The Soviets had a command economy in which almost all enterprises were owned by the state. Central planners set production goals with little attention paid to market signals. Because Europeans had come to prize the private property rights they had wrested from monarchs long ago, many Russians resisted the appropriation of their property, so political repression had accompanied the Soviets’ economic restructuring. After the war, Soviet planners announced new economic goals that made control even tighter. The Soviet government was determined never again to be exposed to a horrendous invasion like that of Hitler’s, so they created a buffer zone comprising the countries of Poland, Hungary, Yugoslavia, Romania, Czechoslovakia, Albania, and Bulgaria. Buffering, as it turned out, involved imposing upon these nations command economies, one-party rule, and subordination to the Soviet Union. Only Yugoslavia avoided the embrace of the Soviet leader Joseph Stalin.

Russian industry had performed magnificently during the war. Its economy recovered prewar production levels within five years. Without the imperatives of war, government planners became less surefooted. Little was actually known about the poor outcome of the Soviets’ successive five-year plans until much later. This left Marxists in Italy, Germany, Britain, France, and even the United States free to agitate for communism in their countries.

American leaders chose the informative option. Not having experienced war at home and without a very strong labor tradition, Americans had little interest in radical programs that allowed the government to direct economic initiatives. Those members of Roosevelt’s New Deal who had favored more political control had been replaced during the war by businessmen, the so-called dollar-a-year men, who won back public confidence by meeting war production goals.

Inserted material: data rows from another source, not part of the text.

use chrono::NaiveDate;
use serde::Serialize;

use crate::data::filter::{rows_on_date, SortKey};
use crate::data::model::{Dataset, Observation, RT_THRESHOLD};

/// Bar color class. `High` means the epidemic is growing.
#[derive(Debug, Clone, Copy, PartialEq, Eq, Serialize)]
#[serde(rename_all = "lowercase")]
pub enum ColorCategory {
    High,
    Low,
}

impl ColorCategory {
    /// Inclusive on the high side: `mean == 1.0` is `High`.
    pub fn classify(mean: f64) -> Self {
        if mean >= RT_THRESHOLD {
            ColorCategory::High
        } else {
            ColorCategory::Low
        }
    }
}

/// One bar: a region's mean with asymmetric error lengths.
#[derive(Debug, Clone, PartialEq, Serialize)]
pub struct ComparisonBar {
    pub region: String,
    pub mean: f64,
    pub color_category: ColorCategory,
    pub error_above: f64,
    pub error_below: f64,
}

impl ComparisonBar {
    fn from_observation(o: &Observation) -> Self {
        Self {
            region: o.region.clone(),
            mean: o.mean,
            color_category: ColorCategory::classify(o.mean),
            error_above: o.upper_90 - o.mean,
            error_below: o.mean - o.lower_90,
        }
    }

    pub fn lower(&self) -> f64 {
        self.mean - self.error_below
    }

    pub fn upper(&self) -> f64 {
        self.mean + self.error_above
    }
}

/// Per-date comparison of all regions.
#[derive(Debug, Clone, PartialEq, Serialize)]
pub struct ComparisonChart {
    pub title: String,
    pub date: NaiveDate,
    pub sort_key: SortKey,
    pub bars: Vec<ComparisonBar>,
}

impl ComparisonChart {
    pub fn is_empty(&self) -> bool {
        self.bars.is_empty()
    }
}

pub fn title_for(date: NaiveDate) -> String {
    format!("Rt visualization for {}", date.format("%Y-%m-%d"))
}

pub(super) fn build(dataset: &Dataset, date: NaiveDate, sort_key: SortKey) -> ComparisonChart {
    let bars: Vec<ComparisonBar> = rows_on_date(dataset, date, sort_key)
        .into_iter()
        .map(ComparisonBar::from_observation)
        .collect();

    ComparisonChart {
        title: title_for(date),
        date,
        sort_key,
        bars,
    }
}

Lost during the Depression, this renewed confidence bolstered their arguments against allowing the government’s wartime intervention to become a prelude to more central planning.

The Depression had exposed the two great weaknesses of capitalism: its wayward oscillations between good times and bad and the vastly unequal distribution of the wealth it produced. While American leaders rejected both central planning and central guidance, they recognized the need to moderate these tendencies. There would be no returning to the business mentality of the early twentieth century even if Americans remained loyal to free enterprise. The term itself became freighted with ideological meaning as the differences between the Soviet Union and the United States passed from principles to form the matrix for foreign policies.

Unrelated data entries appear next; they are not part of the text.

use std::collections::HashSet;
use std::io::Read;
use std::path::{Path, PathBuf};

use chrono::{DateTime, NaiveDate, NaiveDateTime};
use serde::Deserialize;
use thiserror::Error;

use super::model::{Dataset, Observation};

// ---------------------------------------------------------------------------
// Errors
// ---------------------------------------------------------------------------

/// Why a dataset could not be loaded. Rows are numbered from 1, header excluded.
#[derive(Debug, Error)]
pub enum DatasetError {
    #[error("unsupported file extension: .{0}")]
    UnsupportedExtension(String),

    #[error("cannot open {}: {source}", .path.display())]
    Open {
        path: PathBuf,
        #[source]
        source: std::io::Error,
    },

    #[error("CSV row {row}: {source}")]
    Csv {
        row: usize,
        #[source]
        source: csv::Error,
    },

    #[error("parsing JSON: {0}")]
    Json(#[from] serde_json::Error),

    #[error("row {row}: '{value}' is not a date")]
    InvalidDate { row: usize, value: String },

    #[error("row {row}: region is empty")]
    EmptyRegion { row: usize },

    #[error("row {row}: column '{column}' is not a finite number")]
    NonFinite { row: usize, column: &'static str },

    #[error("row {row} ({region}): mean {mean} is negative")]
    NegativeMean { row: usize, region: String, mean: f64 },

    #[error(
        "row {row} ({region}): expected lower_90 <= mean <= upper_90, \
         got {lower_90} / {mean} / {upper_90}"
    )]
    BoundsOutOfOrder {
        row: usize,
        region: String,
        mean: f64,
        lower_90: f64,
        upper_90: f64,
    },

    #[error("row {row}: duplicate observation for {region} on {date}")]
    Duplicate {
        row: usize,
        region: String,
        date: NaiveDate,
    },

    #[error("dataset contains no observations")]
    Empty,
}

// ---------------------------------------------------------------------------
// Public entry-point
// ---------------------------------------------------------------------------

/// Load an Rt dataset from a file.  Dispatch by extension.
///
/// Supported formats:
/// * `.csv`  – header row with at least `date,region,mean,lower_90,upper_90`
/// * `.json` – `[{ "date": "...", "region": "...", "mean": ..., ... }, ...]`
///
/// Extra columns are ignored.
pub fn load_file(path: &Path) -> Result<Dataset, DatasetError> {
    let ext = path
        .extension()
        .and_then(|e| e.to_str())
        .unwrap_or("")
        .to_ascii_lowercase();

    let open = || {
        std::fs::File::open(path).map_err(|source| DatasetError::Open {
            path: path.to_path_buf(),
            source,
        })
    };

    match ext.as_str() {
        "csv" => read_csv(open()?),
        "json" => read_json(open()?),
        other => Err(DatasetError::UnsupportedExtension(other.to_string())),
    }
}

// ---------------------------------------------------------------------------
// Raw rows
// ---------------------------------------------------------------------------

/// Date cell: text, or epoch milliseconds as pandas writes by default.
#[derive(Debug, Deserialize)]
#[serde(untagged)]
enum RawDate {
    EpochMillis(i64),
    Text(String),
}

impl RawDate {
    fn to_date(&self) -> Option<NaiveDate> {
        match self {
            RawDate::EpochMillis(ms) => {
                DateTime::from_timestamp_millis(*ms).map(|dt| dt.date_naive())
            }
            RawDate::Text(s) => parse_date(s),
        }
    }
}

impl std::fmt::Display for RawDate {
    fn fmt(&self, f: &mut std::fmt::Formatter<'_>) -> std::fmt::Result {
        match self {
            RawDate::EpochMillis(ms) => write!(f, "{ms}"),
            RawDate::Text(s) => f.write_str(s),
        }
    }
}

/// A row as it appears in the file, before date parsing and validation.
#[derive(Debug, Deserialize)]
struct RawRow {
    date: RawDate,
    region: String,
    mean: f64,
    lower_90: f64,
    upper_90: f64,
}

/// Parse `YYYY-MM-DD`, or a timestamp whose time-of-day is dropped.
fn parse_date(s: &str) -> Option<NaiveDate> {
    let s = s.trim();
    if let Ok(d) = NaiveDate::parse_from_str(s, "%Y-%m-%d") {
        return Some(d);
    }
    ["%Y-%m-%d %H:%M:%S", "%Y-%m-%dT%H:%M:%S", "%Y-%m-%dT%H:%M:%S%.f"]
        .iter()
        .find_map(|fmt| NaiveDateTime::parse_from_str(s, fmt).ok())
        .map(|dt| dt.date())
}

fn validate(row: usize, raw: RawRow) -> Result<Observation, DatasetError> {
    let date = raw.date.to_date().ok_or_else(|| DatasetError::InvalidDate {
        row,
        value: raw.date.to_string(),
    })?;

    let region = raw.region.trim();
    if region.is_empty() {
        return Err(DatasetError::EmptyRegion { row });
    }

    for (column, value) in [
        ("mean", raw.mean),
        ("lower_90", raw.lower_90),
        ("upper_90", raw.upper_90),
    ] {
        if !value.is_finite() {
            return Err(DatasetError::NonFinite { row, column });
        }
    }

    if raw.mean < 0.0 {
        return Err(DatasetError::NegativeMean {
            row,
            region: region.to_string(),
            mean: raw.mean,
        });
    }
    if !(raw.lower_90 <= raw.mean && raw.mean <= raw.upper_90) {
        return Err(DatasetError::BoundsOutOfOrder {
            row,
            region: region.to_string(),
            mean: raw.mean,
            lower_90: raw.lower_90,
            upper_90: raw.upper_90,
        });
    }

    Ok(Observation::new(date, region, raw.mean, raw.lower_90, raw.upper_90))
}

/// Validate every row and reject duplicated `(date, region)` pairs.
fn build_dataset(
    rows: impl IntoIterator<Item = (usize, RawRow)>,
) -> Result<Dataset, DatasetError> {
    let mut seen: HashSet<(NaiveDate, String)> = HashSet::new();
    let mut observations = Vec::new();

    for (row, raw) in rows {
        let obs = validate(row, raw)?;
        if !seen.insert((obs.date, obs.region.clone())) {
            return Err(DatasetError::Duplicate {
                row,
                region: obs.region,
                date: obs.date,
            });
        }
        observations.push(obs);
    }

    if observations.is_empty() {
        return Err(DatasetError::Empty);
    }
    Ok(Dataset::new(observations))
}

// ---------------------------------------------------------------------------
// CSV loader
// ---------------------------------------------------------------------------

/// Read a headed CSV table. Columns are matched by header name.
pub fn read_csv<R: Read>(reader: R) -> Result<Dataset, DatasetError> {
    let mut reader = csv::ReaderBuilder::new().trim(csv::Trim::All).from_reader(reader);

    let mut rows = Vec::new();
    for (i, result) in reader.deserialize::<RawRow>().enumerate() {
        let row = i + 1;
        let raw = result.map_err(|source| DatasetError::Csv { row, source })?;
        rows.push((row, raw));
    }

    let dataset = build_dataset(rows)?;
    log::debug!("parsed {} CSV observations", dataset.len());
    Ok(dataset)
}

// ---------------------------------------------------------------------------
// JSON loader
// ---------------------------------------------------------------------------

/// Read a records-oriented JSON array (`df.to_json(orient="records")`).
///
/// Dates may be ISO strings or integer epoch milliseconds.
pub fn read_json<R: Read>(reader: R) -> Result<Dataset, DatasetError> {
    let records: Vec<RawRow> = serde_json::from_reader(reader)?;
    build_dataset(records.into_iter().enumerate().map(|(i, raw)| (i + 1, raw)))
}

#[cfg(test)]
mod tests {
    use super::*;

    const HEADER: &str = "date,region,mean,lower_90,upper_90\n";

    fn csv(body: &str) -> Result<Dataset, DatasetError> {
        read_csv(format!("{HEADER}{body}").as_bytes())
    }

    #[test]
    fn reads_rows_in_file_order() {
        let ds = csv("2020-06-01,A,1.2,0.9,1.6\n2020-06-01,B,0.8,0.5,1.1\n").unwrap();
        assert_eq!(ds.len(), 2);
        let first = &ds.observations()[0];
        assert_eq!(first.date, NaiveDate::from_ymd_opt(2020, 6, 1).unwrap());
        assert_eq!(first.region, "A");
        assert_eq!(first.upper_90, 1.6);
    }

    #[test]
    fn ignores_extra_columns_and_reordered_headers() {
        let text = "region,median,date,upper_90,mean,lower_90\n\
                    Sweden,1.01,2020-05-30,1.3,1.0,0.8\n";
        let ds = read_csv(text.as_bytes()).unwrap();
        assert_eq!(ds.observations()[0].region, "Sweden");
        assert_eq!(ds.observations()[0].mean, 1.0);
    }

    #[test]
    fn accepts_timestamps_and_drops_time() {
        let ds = csv("2020-06-01 00:00:00,A,1.0,0.9,1.1\n2020-06-02T12:30:00,A,1.0,0.9,1.1\n")
            .unwrap();
        let dates = ds.dates();
        assert_eq!(dates[1], NaiveDate::from_ymd_opt(2020, 6, 2).unwrap());
    }

    #[test]
    fn rejects_bad_date() {
        let err = csv("06/01/2020,A,1.0,0.9,1.1\n").unwrap_err();
        assert!(matches!(err, DatasetError::InvalidDate { row: 1, .. }));
    }

    #[test]
    fn rejects_non_numeric_mean() {
        let err = csv("2020-06-01,A,high,0.9,1.1\n").unwrap_err();
        assert!(matches!(err, DatasetError::Csv { row: 1, .. }));
    }

    #[test]
    fn rejects_bounds_out_of_order() {
        let err = csv("2020-06-01,A,1.0,0.9,1.1\n2020-06-01,B,1.0,1.2,1.1\n").unwrap_err();
        match err {
            DatasetError::BoundsOutOfOrder { row, region, .. } => {
                assert_eq!(row, 2);
                assert_eq!(region, "B");
            }
            other => panic!("unexpected error: {other}"),
        }
    }

    #[test]
    fn rejects_negative_mean_and_nan() {
        assert!(matches!(
            csv("2020-06-01,A,-0.1,-0.2,0.1\n").unwrap_err(),
            DatasetError::NegativeMean { .. }
        ));
        assert!(matches!(
            csv("2020-06-01,A,NaN,0.9,1.1\n").unwrap_err(),
            DatasetError::NonFinite { column: "mean", .. }
        ));
    }

    #[test]
    fn rejects_empty_region_and_duplicates() {
        assert!(matches!(
            csv("2020-06-01, ,1.0,0.9,1.1\n").unwrap_err(),
            DatasetError::EmptyRegion { row: 1 }
        ));
        assert!(matches!(
            csv("2020-06-01,A,1.0,0.9,1.1\n2020-06-01,A,1.1,0.9,1.2\n").unwrap_err(),
            DatasetError::Duplicate { row: 2, .. }
        ));
    }

    #[test]
    fn rejects_empty_table() {
        assert!(matches!(csv("").unwrap_err(), DatasetError::Empty));
    }

    #[test]
    fn reads_json_records() {
        let text = r#"[
            {"date": "2020-06-01T00:00:00.000", "region": "A",
             "mean": 1.2, "lower_90": 0.9, "upper_90": 1.6},
            {"date": "2020-06-01", "region": "B",
             "mean": 0.8, "lower_90": 0.5, "upper_90": 1.1, "median": 0.8}
        ]"#;
        let ds = read_json(text.as_bytes()).unwrap();
        assert_eq!(ds.regions(), vec!["A".to_string(), "B".to_string()]);
        assert_eq!(ds.dates().len(), 1);
    }

    #[test]
    fn reads_json_epoch_millisecond_dates() {
        // 2020-06-01T00:00:00Z
        let text = r#"[{"date": 1590969600000, "region": "A",
                        "mean": 1.2, "lower_90": 0.9, "upper_90": 1.6}]"#;
        let ds = read_json(text.as_bytes()).unwrap();
        assert_eq!(ds.max_date(), NaiveDate::from_ymd_opt(2020, 6, 1));
    }

    #[test]
    fn loads_csv_and_json_files_by_extension() {
        let dir = std::env::temp_dir().join(format!("rt_dashboard_load_{}", std::process::id()));
        std::fs::create_dir_all(&dir).unwrap();

        let csv_path = dir.join("rt.csv");
        std::fs::write(&csv_path, format!("{HEADER}2020-06-01,A,1.2,0.9,1.6\n")).unwrap();
        let json_path = dir.join("rt.JSON");
        std::fs::write(
            &json_path,
            r#"[{"date": "2020-06-01", "region": "B",
                 "mean": 0.8, "lower_90": 0.5, "upper_90": 1.1}]"#,
        )
        .unwrap();

        let from_csv = load_file(&csv_path);
        let from_json = load_file(&json_path);
        std::fs::remove_dir_all(&dir).unwrap();

        assert_eq!(from_csv.unwrap().regions(), vec!["A".to_string()]);
        assert_eq!(from_json.unwrap().regions(), vec!["B".to_string()]);
    }

    #[test]
    fn unsupported_extension_is_reported() {
        let err = load_file(Path::new("data/rt.parquet")).unwrap_err();
        assert!(matches!(err, DatasetError::UnsupportedExtension(ref e) if e == "parquet"));
    }

    #[test]
    fn missing_file_is_reported() {
        let err = load_file(Path::new("definitely/not/here.csv")).unwrap_err();
        assert!(matches!(err, DatasetError::Open { .. }));
    }
}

American diplomats involved in reviving the prostrate countries of Europe favored letting market forces do the job. America’s great wealth and wealth-making capacity gave its preference preponderant influence, and these were to let loose the efficient operation of markets rather than follow political dictates. But the Depression had left leaders aware of the need to restrain some nationalist impulses for international free trade to operate optimally. The failure of Congress to go along with the League of Nations after the First World War remained a vivid memory. Roosevelt and his advisers began planning for peace while the war raged on. They had learned from experience and secured agreements before their allies could start fiddling with their currencies and protecting domestic industrial and agricultural producers.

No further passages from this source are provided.